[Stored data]
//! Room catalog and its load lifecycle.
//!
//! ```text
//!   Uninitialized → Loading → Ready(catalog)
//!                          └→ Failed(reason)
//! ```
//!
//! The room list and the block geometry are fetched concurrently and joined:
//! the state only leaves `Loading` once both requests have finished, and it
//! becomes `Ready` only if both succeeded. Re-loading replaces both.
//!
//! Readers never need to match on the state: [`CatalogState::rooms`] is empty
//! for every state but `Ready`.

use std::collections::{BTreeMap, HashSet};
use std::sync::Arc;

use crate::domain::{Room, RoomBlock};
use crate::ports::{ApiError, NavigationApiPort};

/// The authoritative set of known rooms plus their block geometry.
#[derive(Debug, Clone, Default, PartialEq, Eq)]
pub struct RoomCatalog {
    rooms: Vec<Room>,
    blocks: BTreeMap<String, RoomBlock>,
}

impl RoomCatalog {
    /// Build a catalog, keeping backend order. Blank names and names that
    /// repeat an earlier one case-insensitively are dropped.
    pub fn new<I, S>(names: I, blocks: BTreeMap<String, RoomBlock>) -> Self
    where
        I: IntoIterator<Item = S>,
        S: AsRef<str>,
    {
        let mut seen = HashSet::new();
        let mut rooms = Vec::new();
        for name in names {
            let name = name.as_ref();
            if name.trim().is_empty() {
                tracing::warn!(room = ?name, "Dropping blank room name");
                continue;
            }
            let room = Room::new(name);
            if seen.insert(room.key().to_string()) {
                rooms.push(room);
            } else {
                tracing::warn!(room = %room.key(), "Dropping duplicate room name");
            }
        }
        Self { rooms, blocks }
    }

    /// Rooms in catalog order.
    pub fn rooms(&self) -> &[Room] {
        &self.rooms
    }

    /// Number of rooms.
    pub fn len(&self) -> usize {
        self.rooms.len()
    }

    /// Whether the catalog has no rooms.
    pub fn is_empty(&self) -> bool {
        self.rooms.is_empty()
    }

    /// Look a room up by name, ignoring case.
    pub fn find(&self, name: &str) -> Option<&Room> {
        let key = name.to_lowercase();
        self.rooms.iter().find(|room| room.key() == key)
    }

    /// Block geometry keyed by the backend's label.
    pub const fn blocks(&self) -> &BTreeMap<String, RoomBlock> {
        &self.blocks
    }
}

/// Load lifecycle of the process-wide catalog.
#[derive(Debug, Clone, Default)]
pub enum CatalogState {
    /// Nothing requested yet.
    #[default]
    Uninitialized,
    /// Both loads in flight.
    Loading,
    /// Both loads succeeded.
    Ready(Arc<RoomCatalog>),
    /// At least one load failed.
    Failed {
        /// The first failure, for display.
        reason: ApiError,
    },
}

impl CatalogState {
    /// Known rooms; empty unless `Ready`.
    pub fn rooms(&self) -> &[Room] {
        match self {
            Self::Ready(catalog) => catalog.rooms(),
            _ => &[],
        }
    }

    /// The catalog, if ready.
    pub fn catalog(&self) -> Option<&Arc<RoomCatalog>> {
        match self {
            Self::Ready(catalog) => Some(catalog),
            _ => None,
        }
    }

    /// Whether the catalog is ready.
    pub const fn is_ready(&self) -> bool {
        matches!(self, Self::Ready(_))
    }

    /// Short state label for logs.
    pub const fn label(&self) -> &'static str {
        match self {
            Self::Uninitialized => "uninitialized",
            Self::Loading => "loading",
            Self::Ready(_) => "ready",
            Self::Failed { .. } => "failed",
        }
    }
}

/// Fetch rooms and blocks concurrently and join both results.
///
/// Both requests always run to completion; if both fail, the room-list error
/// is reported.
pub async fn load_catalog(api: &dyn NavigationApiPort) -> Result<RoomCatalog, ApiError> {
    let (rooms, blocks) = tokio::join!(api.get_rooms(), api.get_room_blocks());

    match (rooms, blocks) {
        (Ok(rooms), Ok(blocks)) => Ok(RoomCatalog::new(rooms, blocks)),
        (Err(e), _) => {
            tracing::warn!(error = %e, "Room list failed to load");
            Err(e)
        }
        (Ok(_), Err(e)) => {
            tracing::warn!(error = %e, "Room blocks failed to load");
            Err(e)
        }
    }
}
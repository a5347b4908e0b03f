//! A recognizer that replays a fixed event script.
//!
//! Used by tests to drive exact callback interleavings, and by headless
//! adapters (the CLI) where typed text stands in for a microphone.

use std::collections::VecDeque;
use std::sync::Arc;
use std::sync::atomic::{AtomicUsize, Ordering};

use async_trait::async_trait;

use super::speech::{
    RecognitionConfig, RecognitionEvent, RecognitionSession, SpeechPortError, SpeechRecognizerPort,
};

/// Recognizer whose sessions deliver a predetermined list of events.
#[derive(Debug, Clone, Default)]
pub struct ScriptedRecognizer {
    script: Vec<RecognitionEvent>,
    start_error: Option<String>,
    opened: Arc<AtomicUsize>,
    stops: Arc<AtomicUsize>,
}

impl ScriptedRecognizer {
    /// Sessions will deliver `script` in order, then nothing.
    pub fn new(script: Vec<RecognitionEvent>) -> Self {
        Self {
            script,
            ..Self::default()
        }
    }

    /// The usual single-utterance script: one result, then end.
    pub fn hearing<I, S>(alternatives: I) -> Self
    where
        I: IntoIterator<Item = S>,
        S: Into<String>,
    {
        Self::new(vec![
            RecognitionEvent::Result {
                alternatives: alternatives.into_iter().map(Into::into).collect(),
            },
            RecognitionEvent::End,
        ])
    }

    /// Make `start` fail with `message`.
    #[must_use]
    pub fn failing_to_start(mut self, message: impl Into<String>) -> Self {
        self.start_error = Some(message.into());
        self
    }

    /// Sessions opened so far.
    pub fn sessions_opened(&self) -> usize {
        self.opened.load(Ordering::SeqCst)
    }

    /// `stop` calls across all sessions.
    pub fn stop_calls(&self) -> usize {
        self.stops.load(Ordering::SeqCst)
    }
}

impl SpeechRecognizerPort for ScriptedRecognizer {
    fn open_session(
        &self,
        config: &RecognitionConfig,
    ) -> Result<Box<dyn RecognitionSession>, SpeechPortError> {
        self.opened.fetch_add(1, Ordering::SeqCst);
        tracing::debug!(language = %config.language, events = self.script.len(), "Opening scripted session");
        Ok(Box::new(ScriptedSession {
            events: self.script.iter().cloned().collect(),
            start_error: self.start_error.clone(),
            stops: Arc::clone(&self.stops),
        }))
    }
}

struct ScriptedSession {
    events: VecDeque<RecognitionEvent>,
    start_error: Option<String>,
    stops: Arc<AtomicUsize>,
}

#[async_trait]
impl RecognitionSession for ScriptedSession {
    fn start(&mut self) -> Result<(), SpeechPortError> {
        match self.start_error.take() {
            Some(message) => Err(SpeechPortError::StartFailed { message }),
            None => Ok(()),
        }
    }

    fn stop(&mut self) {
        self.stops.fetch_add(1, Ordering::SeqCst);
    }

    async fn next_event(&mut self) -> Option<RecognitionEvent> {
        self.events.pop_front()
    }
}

### THE TASK:
From the first record to the last, print each one exactly.

### TASK OUTPUT:
//! Room catalog and its load lifecycle.
//!
//! ```text
//!   Uninitialized → Loading → Ready(catalog)
//!                          └→ Failed(reason)
//! ```
//!
//! The room list and the block geometry are fetched concurrently and joined:
//! the state only leaves `Loading` once both requests have finished, and it
//! becomes `Ready` only if both succeeded. Re-loading replaces both.
//!
//! Readers never need to match on the state: [`CatalogState::rooms`] is empty
//! for every state but `Ready`.

use std::collections::{BTreeMap, HashSet};
use std::sync::Arc;

use crate::domain::{Room, RoomBlock};
use crate::ports::{ApiError, NavigationApiPort};

/// The authoritative set of known rooms plus their block geometry.
#[derive(Debug, Clone, Default, PartialEq, Eq)]
pub struct RoomCatalog {
    rooms: Vec<Room>,
    blocks: BTreeMap<String, RoomBlock>,
}

impl RoomCatalog {
    /// Build a catalog, keeping backend order. Blank names and names that
    /// repeat an earlier one case-insensitively are dropped.
    pub fn new<I, S>(names: I, blocks: BTreeMap<String, RoomBlock>) -> Self
    where
        I: IntoIterator<Item = S>,
        S: AsRef<str>,
    {
        let mut seen = HashSet::new();
        let mut rooms = Vec::new();
        for name in names {
            let name = name.as_ref();
            if name.trim().is_empty() {
                tracing::warn!(room = ?name, "Dropping blank room name");
                continue;
            }
            let room = Room::new(name);
            if seen.insert(room.key().to_string()) {
                rooms.push(room);
            } else {
                tracing::warn!(room = %room.key(), "Dropping duplicate room name");
            }
        }
        Self { rooms, blocks }
    }

    /// Rooms in catalog order.
    pub fn rooms(&self) -> &[Room] {
        &self.rooms
    }

    /// Number of rooms.
    pub fn len(&self) -> usize {
        self.rooms.len()
    }

    /// Whether the catalog has no rooms.
    pub fn is_empty(&self) -> bool {
        self.rooms.is_empty()
    }

    /// Look a room up by name, ignoring case.
    pub fn find(&self, name: &str) -> Option<&Room> {
        let key = name.to_lowercase();
        self.rooms.iter().find(|room| room.key() == key)
    }

    /// Block geometry keyed by the backend's label.
    pub const fn blocks(&self) -> &BTreeMap<String, RoomBlock> {
        &self.blocks
    }
}

/// Load lifecycle of the process-wide catalog.
#[derive(Debug, Clone, Default)]
pub enum CatalogState {
    /// Nothing requested yet.
    #[default]
    Uninitialized,
    /// Both loads in flight.
    Loading,
    /// Both loads succeeded.
    Ready(Arc<RoomCatalog>),
    /// At least one load failed.
    Failed {
        /// The first failure, for display.
        reason: ApiError,
    },
}

impl CatalogState {
    /// Known rooms; empty unless `Ready`.
    pub fn rooms(&self) -> &[Room] {
        match self {
            Self::Ready(catalog) => catalog.rooms(),
            _ => &[],
        }
    }

    /// The catalog, if ready.
    pub fn catalog(&self) -> Option<&Arc<RoomCatalog>> {
        match self {
            Self::Ready(catalog) => Some(catalog),
            _ => None,
        }
    }

    /// Whether the catalog is ready.
    pub const fn is_ready(&self) -> bool {
        matches!(self, Self::Ready(_))
    }

    /// Short state label for logs.
    pub const fn label(&self) -> &'static str {
        match self {
            Self::Uninitialized => "uninitialized",
            Self::Loading => "loading",
            Self::Ready(_) => "ready",
            Self::Failed { .. } => "failed",
        }
    }
}

/// Fetch rooms and blocks concurrently and join both results.
///
/// Both requests always run to completion; if both fail, the room-list error
/// is reported.
pub async fn load_catalog(api: &dyn NavigationApiPort) -> Result<RoomCatalog, ApiError> {
    let (rooms, blocks) = tokio::join!(api.get_rooms(), api.get_room_blocks());

    match (rooms, blocks) {
        (Ok(rooms), Ok(blocks)) => Ok(RoomCatalog::new(rooms, blocks)),
        (Err(e), _) => {
            tracing::warn!(error = %e, "Room list failed to load");
            Err(e)
        }
        (Ok(_), Err(e)) => {
            tracing::warn!(error = %e, "Room blocks failed to load");
            Err(e)
        }
    }
}
repository a5347b4908e0b03f
//! A recognizer that replays a fixed event script.
//!
//! Used by tests to drive exact callback interleavings, and by headless
//! adapters (the CLI) where typed text stands in for a microphone.

use std::collections::VecDeque;
use std::sync::Arc;
use std::sync::atomic::{AtomicUsize, Ordering};

use async_trait::async_trait;

use super::speech::{
    RecognitionConfig, RecognitionEvent, RecognitionSession, SpeechPortError, SpeechRecognizerPort,
};

/// Recognizer whose sessions deliver a predetermined list of events.
#[derive(Debug, Clone, Default)]
pub struct ScriptedRecognizer {
    script: Vec<RecognitionEvent>,
    start_error: Option<String>,
    opened: Arc<AtomicUsize>,
    stops: Arc<AtomicUsize>,
}

impl ScriptedRecognizer {
    /// Sessions will deliver `script` in order, then nothing.
    pub fn new(script: Vec<RecognitionEvent>) -> Self {
        Self {
            script,
            ..Self::default()
        }
    }

    /// The usual single-utterance script: one result, then end.
    pub fn hearing<I, S>(alternatives: I) -> Self
    where
        I: IntoIterator<Item = S>,
        S: Into<String>,
    {
        Self::new(vec![
            RecognitionEvent::Result {
                alternatives: alternatives.into_iter().map(Into::into).collect(),
            },
            RecognitionEvent::End,
        ])
    }

    /// Make `start` fail with `message`.
    #[must_use]
    pub fn failing_to_start(mut self, message: impl Into<String>) -> Self {
        self.start_error = Some(message.into());
        self
    }

    /// Sessions opened so far.
    pub fn sessions_opened(&self) -> usize {
        self.opened.load(Ordering::SeqCst)
    }

    /// `stop` calls across all sessions.
    pub fn stop_calls(&self) -> usize {
        self.stops.load(Ordering::SeqCst)
    }
}

impl SpeechRecognizerPort for ScriptedRecognizer {
    fn open_session(
        &self,
        config: &RecognitionConfig,
    ) -> Result<Box<dyn RecognitionSession>, SpeechPortError> {
        self.opened.fetch_add(1, Ordering::SeqCst);
        tracing::debug!(language = %config.language, events = self.script.len(), "Opening scripted session");
        Ok(Box::new(ScriptedSession {
            events: self.script.iter().cloned().collect(),
            start_error: self.start_error.clone(),
            stops: Arc::clone(&self.stops),
        }))
    }
}

struct ScriptedSession {
    events: VecDeque<RecognitionEvent>,
    start_error: Option<String>,
    stops: Arc<AtomicUsize>,
}

#[async_trait]
impl RecognitionSession for ScriptedSession {
    fn start(&mut self) -> Result<(), SpeechPortError> {
        match self.start_error.take() {
            Some(message) => Err(SpeechPortError::StartFailed { message }),
            None => Ok(()),
        }
    }

    fn stop(&mut self) {
        self.stops.fetch_add(1, Ordering::SeqCst);
    }

    async fn next_event(&mut self) -> Option<RecognitionEvent> {
        self.events.pop_front()
    }
}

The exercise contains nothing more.